Interested in visiting Tanzania? Want to see what village/Peace Corps volunteering life is like, somewhat? If so, KARIBUNI (welcome to) my mom’s house for a viewing of the film we created during our journey. It offers a nice look into what really goes on in the village, and just how incredible these people truly are.

We filmed all of these special occasions (in addition to some of the safari in the Ruaha National Park):
· mama’s group* celebration and feast (mom’s first ugali—she warmly welcomed a spoon to “cheat”)
· post-church banana bread lesson with the mamas*
· welcome celebration at the Manga primary school with singing and drumming to boot
· welcome celebration at the Mahongole secondary school with my health club’s leadership
· welcome celebration at CHASAWAYA school for orphans
· final moments in DSM before mom’s departure

*These are the mamas who I mentioned in a previous blog have been sewing traditional baskets for my mom to take home in order to sell. All profits will go directly to their desired goals of purchasing seeds, farming equipment, and to sponsor children’s education.
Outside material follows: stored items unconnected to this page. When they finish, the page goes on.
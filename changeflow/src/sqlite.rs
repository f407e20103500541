//! SQLite collaborators built on [`rusqlite`].
//!
//! [`SqliteConnector`] opens databases from `jdbc:sqlite:<path>`,
//! `sqlite://<path>` or `sqlite:<path>` URLs (`:memory:` for an in-memory
//! database). [`SqliteEngineFactory`] builds engines that apply the
//! [`Changelog`]s they were given and record applied changesets in a tracking
//! table.
//!
//! ## Transaction Safety
//!
//! Each changeset, and each rollback, runs in its own transaction. A failing
//! changeset leaves the database as the last successful one left it.
//!
//! ## Example
//!
//! ```
//! use changeflow::sql_changeset;
//! use changeflow::changeset::Changelog;
//! use changeflow::sqlite::{SqliteConnector, SqliteEngineFactory};
//! use changeflow::{MigrationExecutor, RunSettings};
//!
//! sql_changeset!(CreateUsers, "1", "alice",
//!     up: "CREATE TABLE users (id INTEGER PRIMARY KEY, name TEXT)",
//!     down: "DROP TABLE users"
//! );
//!
//! let executor = MigrationExecutor::new(
//!     SqliteConnector::new(),
//!     SqliteEngineFactory::new(vec![Changelog::new("db/master", vec![Box::new(CreateUsers)])]),
//! );
//! let settings = RunSettings::new()
//!     .with_url("jdbc:sqlite::memory:")
//!     .with_database_engine("SQLite")
//!     .with_changelog_file("db/master")
//!     .with_test_rollbacks(true);
//!
//! let report = executor.run(&settings).unwrap();
//! assert_eq!(report.executed_changesets.len(), 1);
//! assert_eq!(report.failed_changeset, None);
//! ```

use std::any::Any;
use std::collections::HashMap;
use std::time::{Duration, Instant};

use chrono::Utc;
use rusqlite::{params, Connection, OptionalExtension};

pub use rusqlite;

use crate::changeset::{calculate_checksum, ChangeSet, Changelog, Precondition};
use crate::engine::{
    cause, ChangeSetFailure, ChangeSetRef, ConnectionParams, Contexts, Database,
    DatabaseConnector, EngineFactory, MigrationEngine, ResourceAccessor,
};
use crate::error::Error;
use crate::listener::ChangeSetListener;

/// Driver class name the SQLite connector accepts.
pub const SQLITE_DRIVER: &str = "org.sqlite.JDBC";

pub(crate) const DEFAULT_TRACKING_TABLE_NAME: &str = "_changeflow_changelog_";

/// An open SQLite database owned by one run.
#[derive(Debug)]
pub struct SqliteDatabase {
    conn: Option<Connection>,
}

impl SqliteDatabase {
    pub fn from_connection(conn: Connection) -> Self {
        Self { conn: Some(conn) }
    }

    /// The underlying connection, or `None` once closed.
    pub fn connection_mut(&mut self) -> Option<&mut Connection> {
        self.conn.as_mut()
    }
}

impl Database for SqliteDatabase {
    fn close(&mut self) -> Result<(), Error> {
        match self.conn.take() {
            Some(conn) => conn.close().map_err(|(_, e)| Error::Teardown(Box::new(e))),
            None => Ok(()),
        }
    }

    fn as_any_mut(&mut self) -> &mut dyn Any {
        self
    }
}

/// Opens [`SqliteDatabase`]s.
#[derive(Debug, Clone)]
pub struct SqliteConnector {
    busy_timeout: Duration,
}

impl Default for SqliteConnector {
    fn default() -> Self {
        Self {
            busy_timeout: Duration::from_secs(30),
        }
    }
}

impl SqliteConnector {
    pub fn new() -> Self {
        Self::default()
    }

    /// Set how long to wait on a locked database.
    /// Defaults to 30 seconds.
    pub fn with_busy_timeout(mut self, timeout: Duration) -> Self {
        self.busy_timeout = timeout;
        self
    }
}

/// The file part of a SQLite URL. `None` for URLs of other databases.
fn sqlite_location(url: &str) -> Option<&str> {
    ["jdbc:sqlite:", "sqlite://", "sqlite:"]
        .iter()
        .find_map(|prefix| url.strip_prefix(prefix))
}

impl DatabaseConnector for SqliteConnector {
    fn connect(&self, params: &ConnectionParams) -> Result<Box<dyn Database>, Error> {
        if let Some(driver) = params.driver.as_deref().filter(|d| *d != SQLITE_DRIVER) {
            return Err(Error::DatabaseConnect(cause(format!(
                "driver [{driver}] is not supported by the SQLite connector"
            ))));
        }
        let url = params
            .url
            .as_deref()
            .ok_or_else(|| Error::DatabaseConnect(cause("no database url configured")))?;
        let location = sqlite_location(url).ok_or_else(|| {
            Error::DatabaseConnect(cause(format!("url [{url}] is not a SQLite url")))
        })?;

        if params.default_schema_name.is_some() || params.default_catalog_name.is_some() {
            tracing::debug!("SQLite has no schemas or catalogs, ignoring defaults");
        }

        let conn = match location {
            "" | ":memory:" => Connection::open_in_memory(),
            path => Connection::open(path),
        }
        .map_err(|e| Error::DatabaseConnect(Box::new(e)))?;
        conn.busy_timeout(self.busy_timeout)
            .map_err(|e| Error::DatabaseConnect(Box::new(e)))?;

        tracing::debug!(url, "opened SQLite database");
        Ok(Box::new(SqliteDatabase::from_connection(conn)))
    }
}

/// Builds [`MigrationEngine`]s over [`SqliteDatabase`]s for a fixed set of
/// changelogs.
#[derive(Debug)]
pub struct SqliteEngineFactory {
    changelogs: Vec<Changelog>,
    tracking_table_name: String,
}

impl SqliteEngineFactory {
    pub fn new(changelogs: Vec<Changelog>) -> Self {
        Self {
            changelogs,
            tracking_table_name: DEFAULT_TRACKING_TABLE_NAME.to_string(),
        }
    }

    /// Set a custom name for the changelog tracking table.
    /// Defaults to "_changeflow_changelog_".
    pub fn with_tracking_table_name(mut self, name: impl Into<String>) -> Self {
        self.tracking_table_name = name.into();
        self
    }

    pub fn changelogs(&self) -> &[Changelog] {
        &self.changelogs
    }

    pub fn tracking_table_name(&self) -> &str {
        &self.tracking_table_name
    }
}

impl EngineFactory for SqliteEngineFactory {
    fn create<'a>(
        &'a self,
        changelog: &str,
        resources: &'a dyn ResourceAccessor,
        database: &'a mut dyn Database,
    ) -> Result<Box<dyn MigrationEngine + 'a>, Error> {
        let changelog = self
            .changelogs
            .iter()
            .find(|c| c.path() == changelog)
            .ok_or_else(|| {
                Error::EngineInit(cause(format!("changelog [{changelog}] not found")))
            })?;
        let conn = database
            .as_any_mut()
            .downcast_mut::<SqliteDatabase>()
            .ok_or_else(|| Error::EngineInit(cause("database handle is not a SQLite database")))?
            .connection_mut()
            .ok_or_else(|| Error::EngineInit(cause("database handle is already closed")))?;

        Ok(Box::new(SqliteEngine {
            changelog,
            tracking_table: quote_identifier(&self.tracking_table_name),
            conn,
            resources,
            listener: None,
        }))
    }
}

struct SqliteEngine<'a> {
    changelog: &'a Changelog,
    /// Quoted, ready to splice into SQL.
    tracking_table: String,
    conn: &'a mut Connection,
    resources: &'a dyn ResourceAccessor,
    listener: Option<Box<dyn ChangeSetListener>>,
}

/// Quote a table name for SQLite, doubling embedded quotes.
fn quote_identifier(name: &str) -> String {
    format!("\"{}\"", name.replace('"', "\"\""))
}

fn failed(changeset: &ChangeSetRef, error: Error) -> Error {
    ChangeSetFailure::new(changeset.clone(), error).into()
}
If you’re interested in watching the movie, or in purchasing a basket sown by hand by one of my mamas, feel free to call my mom to make a date: 404.355.1774.

I’ll be in Dar for the weekend and then back to site L without my mgeni rasmi (special guest). While I’m here, I’m crossing my fingers to get some initial research completed for my Master’s thesis. Uggh. There’s nothing like Dar with it’s consistent electricity, super fast email, and city comforts! Although I’m not staying in the fancy Holiday Inn hotel anymore (sigh), I must get back to my reality…and embrace the simple life again.

Grateful,
Tait

*Snapfish picture album to come from travels with mom…

*Below is a picture from a visit to the secondary school by the nice American gentlemen who gave me and my friend jason a ride a few months ago (march); they actually showed up in my village one day and brought soccer balls for the kids! it was fantastic. we're kneeling on the front row in front of the student body:

2 comments:

Jeff Msangi said...

Your wonderful way of writting a journal just made me laugh.The "kuchimba dawa" vocabulary was not there when I left my beautiful Tanzania few years ago.Did you ask why exactly do they relate "urinating" with digging for medicine?

Chemi Che-Mponda said...

Thanks so much for sharing. Yes, 'kuchimba dawa' (dig for medicine) is a polite way of announcing a bathroom break.